Screw AI that makes fake humans look real, learns every language on earth, and predicts crimes–AI will only really arrive when it is capable of generating an entire foodie porn Instagram channel by itself, by reading recipes that tell it how to make food in the real world.
Until now, text-to-image artificial intelligence produced synthetic images by looking at visually descriptive phrases like “this pink and yellow flower has a beautiful yellow center with many stamens” or, “a small bird with black eye, black head, and dark bill.” Microsoft has such technology that is so good, it could theoretically replace Google Images’ results with photorealistic fakes.

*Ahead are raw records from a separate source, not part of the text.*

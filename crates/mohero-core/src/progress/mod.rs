//! User progress through a program.
//!
//! [`UserProgress`] transitions are pure functions returning a new value;
//! [`ProgressTracker`] loads the stored record, applies a transition and
//! persists the result, so callers only ever see state that was written.

mod evaluator;
mod tracker;

pub use evaluator::{is_new_calendar_day, DayProgressionEvaluator, Evaluation, LastSeenStore};
pub use tracker::{ProgressTracker, Selection};

use chrono::{DateTime, Utc};
use serde::{Deserialize, Serialize};

/// Day that follows `current` in a program of `duration_days`, wrapping to 1
/// past the end.
pub fn next_day(current: u32, duration_days: u32) -> u32 {
    if current.saturating_add(1) > duration_days {
        1
    } else {
        current + 1
    }
}

/// Per-user progression state.
#[derive(Debug, Clone, PartialEq, Eq, Serialize, Deserialize)]
#[serde(default)]
pub struct UserProgress {
    pub current_program_id: Option<String>,
    /// Always within `1..=duration_days` of the active program.
    pub current_day: u32,
    pub last_completed_day: Option<u32>,
    pub streak: u32,
    pub total_completed_days: u32,
    pub start_date: Option<DateTime<Utc>>,
}

impl Default for UserProgress {
    fn default() -> Self {
        Self {
            current_program_id: None,
            current_day: 1,
            last_completed_day: None,
            streak: 0,
            total_completed_days: 0,
            start_date: None,
        }
    }
}

impl UserProgress {
    pub fn has_program(&self) -> bool {
        self.current_program_id.is_some()
    }

    /// True when `program_id` differs from an already active program.
    pub fn is_switching_to(&self, program_id: &str) -> bool {
        self.current_program_id
            .as_deref()
            .is_some_and(|current| current != program_id)
    }

    /// State after selecting `program_id` at `now`: back to day 1 with a fresh
    /// start date. Switching to a different program also forgets the last
    /// completed day, which referred to the old program.
    pub fn started(&self, program_id: &str, now: DateTime<Utc>) -> Self {
        let switching = self.is_switching_to(program_id);
        Self {
            current_program_id: Some(program_id.to_string()),
            current_day: 1,
            last_completed_day: if switching { None } else { self.last_completed_day },
            start_date: Some(now),
            ..self.clone()
        }
    }

    /// State after an explicit ritual completion.
    pub fn completed(&self, duration_days: u32) -> Self {
        Self {
            current_day: next_day(self.current_day, duration_days),
            last_completed_day: Some(self.current_day),
            streak: self.streak.saturating_add(1),
            total_completed_days: self.total_completed_days.saturating_add(1),
            ..self.clone()
        }
    }

    /// State after a calendar roll-over advance.
    ///
    /// Unlike [`UserProgress::completed`] this leaves `streak` untouched while
    /// still counting the day in `total_completed_days`. It is not clear the
    /// two paths are meant to differ; see DESIGN.md before changing either.
    pub fn rolled_over(&self, duration_days: u32) -> Self {
        Self {
            current_day: next_day(self.current_day, duration_days),
            last_completed_day: Some(self.current_day),
            total_completed_days: self.total_completed_days.saturating_add(1),
            ..self.clone()
        }
    }
}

An important development in AI
But the new AI algorithms developed by computer scientists Ori Bar El, Ori Licht, and Netanel Yosephian at Tel Aviv University don’t require you to visually describe anything: It can generate fake photos of food from text recipes that list the ingredients and the method of preparation but don’t contain any visual description of how the final plate looks. The AI wasn’t allowed to read the title of the recipe to generate the image, as it may be descriptive enough on its own. It exclusively used the ingredients and the instructions.
This is an important test for the power of AI, as the paper published on Cornell University’s Arxiv.org site suggests. It shows a capacity for abstraction that we’ve assumed computers don’t have.
How it works
The method relies on Stacked Generative Adversarial Networks (GANs). The first AI in this network analyzes a recipe, from ingredients to finishing touches, by converting text to numeric vectors. The scientists call this process “text embedding,” and it’s designed to understand what’s on the page by semantic mapping to other pieces of content.

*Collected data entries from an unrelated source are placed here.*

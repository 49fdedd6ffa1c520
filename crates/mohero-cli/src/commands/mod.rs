pub mod auth;
pub mod completions;
pub mod config;
pub mod dashboard;
pub mod program;
pub mod progress;
pub mod ritual;

use chrono::Utc;
use mohero_core::{Event, MoHero};

pub type CliResult = Result<(), Box<dyn std::error::Error>>;

/// Open the app and resume the remembered session, if any.
pub fn open_app() -> Result<MoHero, Box<dyn std::error::Error>> {
    let mut app = MoHero::open()?;
    app.restore_session(Utc::now())?;
    Ok(app)
}

pub fn print_json<T: serde::Serialize>(value: &T) -> CliResult {
    println!("{}", serde_json::to_string_pretty(value)?);
    Ok(())
}

pub fn print_event(event: &Event) -> CliResult {
    print_json(event)
}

The second is a GAN that analyzes those vectors and compares them to other descriptions of more than 50,000 photos of food in the real world. After that learning process, the AI generates synthetic photos from new recipes. Granted, it does a better job at soups, rices, and enchiladas than other subjects like Sunday roasts or burgers, as the latter have more precisely articulated shapes. But the scientists explain this is only because they used low-resolution photos with poor illumination for the training.
In any case, this is a first in AI tech, and it will no doubt change the way we create and process imagery. Without even having to be visually descriptive, AI will eventually be able to analyze any text and create synthetic images from it. Brace yourself for the fake porn videos derived from body-part descriptions and lists of fetishes.